:: TASK REQUIREMENTS ::
In the data, extract each line that holds the string "between".

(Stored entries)
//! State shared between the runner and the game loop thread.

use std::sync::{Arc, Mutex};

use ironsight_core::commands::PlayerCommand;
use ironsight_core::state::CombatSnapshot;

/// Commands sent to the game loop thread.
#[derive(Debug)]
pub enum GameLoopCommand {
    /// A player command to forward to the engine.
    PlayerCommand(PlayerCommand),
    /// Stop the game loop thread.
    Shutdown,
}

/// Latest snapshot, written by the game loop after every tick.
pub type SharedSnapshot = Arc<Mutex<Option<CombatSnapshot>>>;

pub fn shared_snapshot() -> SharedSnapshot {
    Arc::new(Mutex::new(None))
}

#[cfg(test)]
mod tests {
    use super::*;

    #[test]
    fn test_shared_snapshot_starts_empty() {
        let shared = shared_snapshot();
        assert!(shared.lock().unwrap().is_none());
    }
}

...

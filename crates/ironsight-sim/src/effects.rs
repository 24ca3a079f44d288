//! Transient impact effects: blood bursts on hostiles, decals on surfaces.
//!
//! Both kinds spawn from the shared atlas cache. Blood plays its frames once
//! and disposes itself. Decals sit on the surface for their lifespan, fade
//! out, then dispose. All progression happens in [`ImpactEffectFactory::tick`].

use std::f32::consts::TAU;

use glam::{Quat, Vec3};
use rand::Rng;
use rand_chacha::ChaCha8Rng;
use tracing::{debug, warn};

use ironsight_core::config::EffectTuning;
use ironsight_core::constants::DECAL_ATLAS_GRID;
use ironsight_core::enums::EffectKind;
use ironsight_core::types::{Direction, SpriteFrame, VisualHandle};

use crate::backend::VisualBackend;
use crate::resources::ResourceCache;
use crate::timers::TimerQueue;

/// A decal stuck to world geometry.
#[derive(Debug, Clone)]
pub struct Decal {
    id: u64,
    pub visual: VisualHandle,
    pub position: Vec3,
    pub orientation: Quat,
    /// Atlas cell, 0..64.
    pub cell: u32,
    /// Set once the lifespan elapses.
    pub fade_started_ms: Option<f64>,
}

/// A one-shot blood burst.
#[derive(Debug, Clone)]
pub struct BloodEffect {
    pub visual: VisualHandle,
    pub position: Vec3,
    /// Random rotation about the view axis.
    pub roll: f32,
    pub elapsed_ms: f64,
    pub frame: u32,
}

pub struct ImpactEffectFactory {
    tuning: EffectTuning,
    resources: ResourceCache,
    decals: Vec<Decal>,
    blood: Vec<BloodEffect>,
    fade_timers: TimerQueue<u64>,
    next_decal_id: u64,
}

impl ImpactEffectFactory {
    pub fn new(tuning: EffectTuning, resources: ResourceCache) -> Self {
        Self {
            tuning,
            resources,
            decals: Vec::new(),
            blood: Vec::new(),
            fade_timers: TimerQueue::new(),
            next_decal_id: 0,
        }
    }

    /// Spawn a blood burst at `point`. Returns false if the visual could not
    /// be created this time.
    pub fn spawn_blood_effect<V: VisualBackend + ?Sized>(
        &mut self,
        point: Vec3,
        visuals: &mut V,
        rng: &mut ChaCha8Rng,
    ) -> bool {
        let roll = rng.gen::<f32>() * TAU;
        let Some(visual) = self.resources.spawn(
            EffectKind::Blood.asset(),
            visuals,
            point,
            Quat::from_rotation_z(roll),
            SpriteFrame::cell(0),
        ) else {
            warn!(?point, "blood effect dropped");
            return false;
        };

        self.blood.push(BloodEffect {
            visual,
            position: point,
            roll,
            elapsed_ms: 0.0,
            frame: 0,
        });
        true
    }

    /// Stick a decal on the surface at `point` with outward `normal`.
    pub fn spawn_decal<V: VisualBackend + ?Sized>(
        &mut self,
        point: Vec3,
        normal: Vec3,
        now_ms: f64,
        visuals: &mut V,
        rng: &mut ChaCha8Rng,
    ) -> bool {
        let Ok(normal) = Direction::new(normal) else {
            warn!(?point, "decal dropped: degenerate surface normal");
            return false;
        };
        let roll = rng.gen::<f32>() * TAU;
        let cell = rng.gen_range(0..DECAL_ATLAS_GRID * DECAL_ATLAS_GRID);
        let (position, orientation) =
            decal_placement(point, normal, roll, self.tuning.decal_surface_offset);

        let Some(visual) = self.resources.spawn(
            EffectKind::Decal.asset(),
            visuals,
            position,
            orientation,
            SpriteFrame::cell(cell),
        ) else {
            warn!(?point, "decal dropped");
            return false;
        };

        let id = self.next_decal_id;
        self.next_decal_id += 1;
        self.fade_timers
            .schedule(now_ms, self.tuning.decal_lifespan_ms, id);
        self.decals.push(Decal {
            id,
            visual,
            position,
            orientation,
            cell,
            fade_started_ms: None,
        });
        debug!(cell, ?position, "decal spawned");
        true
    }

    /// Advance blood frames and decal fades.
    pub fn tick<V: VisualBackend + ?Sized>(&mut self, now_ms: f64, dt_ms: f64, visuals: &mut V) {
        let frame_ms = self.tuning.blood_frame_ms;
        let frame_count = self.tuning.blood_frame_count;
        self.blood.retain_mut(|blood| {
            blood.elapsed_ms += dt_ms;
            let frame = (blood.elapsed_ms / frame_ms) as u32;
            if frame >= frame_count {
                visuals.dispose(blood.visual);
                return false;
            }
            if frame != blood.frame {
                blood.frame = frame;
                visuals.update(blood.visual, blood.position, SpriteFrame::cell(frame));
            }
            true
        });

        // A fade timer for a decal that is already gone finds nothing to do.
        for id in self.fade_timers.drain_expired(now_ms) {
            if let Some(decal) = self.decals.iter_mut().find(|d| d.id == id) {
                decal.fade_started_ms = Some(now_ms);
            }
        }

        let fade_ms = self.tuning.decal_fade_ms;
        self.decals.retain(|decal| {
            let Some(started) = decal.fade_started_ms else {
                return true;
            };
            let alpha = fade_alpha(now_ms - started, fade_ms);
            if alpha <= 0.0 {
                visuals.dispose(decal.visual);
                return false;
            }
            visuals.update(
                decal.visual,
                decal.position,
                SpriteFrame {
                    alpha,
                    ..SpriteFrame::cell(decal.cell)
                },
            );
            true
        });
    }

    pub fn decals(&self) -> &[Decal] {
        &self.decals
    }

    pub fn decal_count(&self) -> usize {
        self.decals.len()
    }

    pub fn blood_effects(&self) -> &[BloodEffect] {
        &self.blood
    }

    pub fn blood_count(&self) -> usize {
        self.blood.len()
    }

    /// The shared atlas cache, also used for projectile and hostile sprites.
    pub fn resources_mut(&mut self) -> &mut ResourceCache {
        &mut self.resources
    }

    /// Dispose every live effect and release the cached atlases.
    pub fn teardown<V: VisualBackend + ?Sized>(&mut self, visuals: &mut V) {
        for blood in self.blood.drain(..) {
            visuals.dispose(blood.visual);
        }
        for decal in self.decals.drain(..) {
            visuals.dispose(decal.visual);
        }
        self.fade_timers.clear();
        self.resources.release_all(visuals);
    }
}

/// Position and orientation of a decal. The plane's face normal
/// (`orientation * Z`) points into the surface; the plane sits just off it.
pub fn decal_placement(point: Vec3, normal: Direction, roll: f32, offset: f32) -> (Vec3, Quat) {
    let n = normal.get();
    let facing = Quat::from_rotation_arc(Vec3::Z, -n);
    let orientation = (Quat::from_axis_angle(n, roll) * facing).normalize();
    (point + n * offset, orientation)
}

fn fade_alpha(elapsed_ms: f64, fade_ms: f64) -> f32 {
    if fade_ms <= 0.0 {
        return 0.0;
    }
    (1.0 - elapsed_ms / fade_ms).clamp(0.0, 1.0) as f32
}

---

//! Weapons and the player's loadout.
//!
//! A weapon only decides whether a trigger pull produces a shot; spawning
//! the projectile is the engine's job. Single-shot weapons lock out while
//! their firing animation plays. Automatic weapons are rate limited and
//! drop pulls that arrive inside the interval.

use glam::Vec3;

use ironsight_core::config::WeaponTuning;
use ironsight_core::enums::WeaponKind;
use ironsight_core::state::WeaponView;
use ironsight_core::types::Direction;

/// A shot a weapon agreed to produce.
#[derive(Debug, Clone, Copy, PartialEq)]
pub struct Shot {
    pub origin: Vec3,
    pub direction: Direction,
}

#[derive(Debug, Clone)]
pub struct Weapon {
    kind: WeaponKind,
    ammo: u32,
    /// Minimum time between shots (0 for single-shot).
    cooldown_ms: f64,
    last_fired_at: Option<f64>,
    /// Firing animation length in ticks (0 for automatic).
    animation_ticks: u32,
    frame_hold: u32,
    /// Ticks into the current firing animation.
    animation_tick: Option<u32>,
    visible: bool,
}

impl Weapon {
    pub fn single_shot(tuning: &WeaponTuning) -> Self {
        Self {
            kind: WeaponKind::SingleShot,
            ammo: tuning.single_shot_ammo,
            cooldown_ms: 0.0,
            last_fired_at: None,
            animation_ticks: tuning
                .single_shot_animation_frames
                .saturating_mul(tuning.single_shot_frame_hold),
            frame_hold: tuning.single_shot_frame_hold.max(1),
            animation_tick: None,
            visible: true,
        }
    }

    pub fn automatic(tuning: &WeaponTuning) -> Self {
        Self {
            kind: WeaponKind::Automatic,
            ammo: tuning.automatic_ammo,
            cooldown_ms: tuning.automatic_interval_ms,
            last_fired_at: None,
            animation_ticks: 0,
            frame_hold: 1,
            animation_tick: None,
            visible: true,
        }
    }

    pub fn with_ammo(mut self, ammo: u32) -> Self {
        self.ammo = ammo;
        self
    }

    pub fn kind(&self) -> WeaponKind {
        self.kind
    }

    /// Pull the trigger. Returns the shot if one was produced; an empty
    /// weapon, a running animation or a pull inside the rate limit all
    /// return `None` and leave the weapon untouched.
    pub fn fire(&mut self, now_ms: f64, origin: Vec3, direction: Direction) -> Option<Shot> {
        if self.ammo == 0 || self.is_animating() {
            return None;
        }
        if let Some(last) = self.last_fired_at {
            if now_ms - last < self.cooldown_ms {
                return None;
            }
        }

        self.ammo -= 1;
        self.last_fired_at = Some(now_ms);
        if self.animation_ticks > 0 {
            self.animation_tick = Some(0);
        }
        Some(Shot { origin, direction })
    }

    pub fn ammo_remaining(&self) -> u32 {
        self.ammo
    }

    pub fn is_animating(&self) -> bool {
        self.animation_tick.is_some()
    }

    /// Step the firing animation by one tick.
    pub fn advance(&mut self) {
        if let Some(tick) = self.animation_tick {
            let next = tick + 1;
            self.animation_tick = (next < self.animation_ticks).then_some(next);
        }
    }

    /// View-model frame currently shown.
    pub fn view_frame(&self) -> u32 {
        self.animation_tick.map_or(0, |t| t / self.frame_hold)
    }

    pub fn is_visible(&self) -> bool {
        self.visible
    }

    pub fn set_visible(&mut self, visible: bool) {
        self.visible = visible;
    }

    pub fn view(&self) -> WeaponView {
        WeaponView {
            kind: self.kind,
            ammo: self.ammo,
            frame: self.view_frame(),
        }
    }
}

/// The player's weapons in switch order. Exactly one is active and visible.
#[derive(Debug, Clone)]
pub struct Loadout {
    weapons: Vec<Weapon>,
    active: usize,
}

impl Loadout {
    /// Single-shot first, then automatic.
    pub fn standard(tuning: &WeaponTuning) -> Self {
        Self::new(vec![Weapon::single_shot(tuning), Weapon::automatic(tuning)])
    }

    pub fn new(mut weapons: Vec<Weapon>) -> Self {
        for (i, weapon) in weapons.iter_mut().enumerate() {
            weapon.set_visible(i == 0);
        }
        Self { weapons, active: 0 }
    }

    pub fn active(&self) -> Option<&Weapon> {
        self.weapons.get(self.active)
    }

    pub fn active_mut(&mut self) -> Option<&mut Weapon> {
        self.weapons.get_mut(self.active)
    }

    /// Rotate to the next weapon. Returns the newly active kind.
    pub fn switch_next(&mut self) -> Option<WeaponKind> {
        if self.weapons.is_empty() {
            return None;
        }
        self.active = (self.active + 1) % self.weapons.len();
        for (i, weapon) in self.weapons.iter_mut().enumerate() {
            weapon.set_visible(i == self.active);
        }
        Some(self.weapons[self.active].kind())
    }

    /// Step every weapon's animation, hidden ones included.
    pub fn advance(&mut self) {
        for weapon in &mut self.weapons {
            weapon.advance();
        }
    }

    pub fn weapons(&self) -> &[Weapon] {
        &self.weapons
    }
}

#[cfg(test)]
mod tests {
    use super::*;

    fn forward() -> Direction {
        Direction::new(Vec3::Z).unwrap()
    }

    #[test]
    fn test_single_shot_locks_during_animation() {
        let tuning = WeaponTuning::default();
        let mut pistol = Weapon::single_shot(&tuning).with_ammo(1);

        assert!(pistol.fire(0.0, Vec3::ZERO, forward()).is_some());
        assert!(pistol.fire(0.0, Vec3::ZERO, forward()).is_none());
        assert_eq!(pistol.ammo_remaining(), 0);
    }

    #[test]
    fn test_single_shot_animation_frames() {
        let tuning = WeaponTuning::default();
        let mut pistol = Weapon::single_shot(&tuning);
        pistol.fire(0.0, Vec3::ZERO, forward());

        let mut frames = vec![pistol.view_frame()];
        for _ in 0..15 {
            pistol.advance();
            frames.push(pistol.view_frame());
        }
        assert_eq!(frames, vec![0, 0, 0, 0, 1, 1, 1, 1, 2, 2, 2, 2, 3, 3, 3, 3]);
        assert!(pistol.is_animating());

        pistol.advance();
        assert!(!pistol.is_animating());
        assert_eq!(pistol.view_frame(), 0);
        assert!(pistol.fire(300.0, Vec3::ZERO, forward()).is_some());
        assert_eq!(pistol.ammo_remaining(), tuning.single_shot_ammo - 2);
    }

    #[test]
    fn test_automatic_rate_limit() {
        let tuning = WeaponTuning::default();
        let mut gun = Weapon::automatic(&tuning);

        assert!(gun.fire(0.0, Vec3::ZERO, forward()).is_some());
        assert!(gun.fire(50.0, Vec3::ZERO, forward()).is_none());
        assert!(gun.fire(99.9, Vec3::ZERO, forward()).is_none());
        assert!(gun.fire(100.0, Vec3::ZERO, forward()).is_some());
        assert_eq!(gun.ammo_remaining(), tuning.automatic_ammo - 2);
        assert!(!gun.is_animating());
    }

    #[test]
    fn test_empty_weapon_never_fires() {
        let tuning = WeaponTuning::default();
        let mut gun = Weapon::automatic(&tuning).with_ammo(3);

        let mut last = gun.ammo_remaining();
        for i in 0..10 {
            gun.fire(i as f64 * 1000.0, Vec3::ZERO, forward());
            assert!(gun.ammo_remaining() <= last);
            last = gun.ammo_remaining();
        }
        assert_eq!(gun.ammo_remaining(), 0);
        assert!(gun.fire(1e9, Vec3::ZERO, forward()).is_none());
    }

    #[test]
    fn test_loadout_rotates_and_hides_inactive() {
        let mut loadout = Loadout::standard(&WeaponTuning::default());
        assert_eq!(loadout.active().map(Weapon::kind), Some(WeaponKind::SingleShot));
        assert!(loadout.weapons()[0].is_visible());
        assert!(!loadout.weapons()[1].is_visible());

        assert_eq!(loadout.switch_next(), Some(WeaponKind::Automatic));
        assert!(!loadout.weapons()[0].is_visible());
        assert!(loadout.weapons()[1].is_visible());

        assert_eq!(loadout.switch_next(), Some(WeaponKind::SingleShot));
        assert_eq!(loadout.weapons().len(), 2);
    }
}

:: WRITTEN REPLY ::
//! State shared between the runner and the game loop thread.
    /// Minimum time between shots (0 for single-shot).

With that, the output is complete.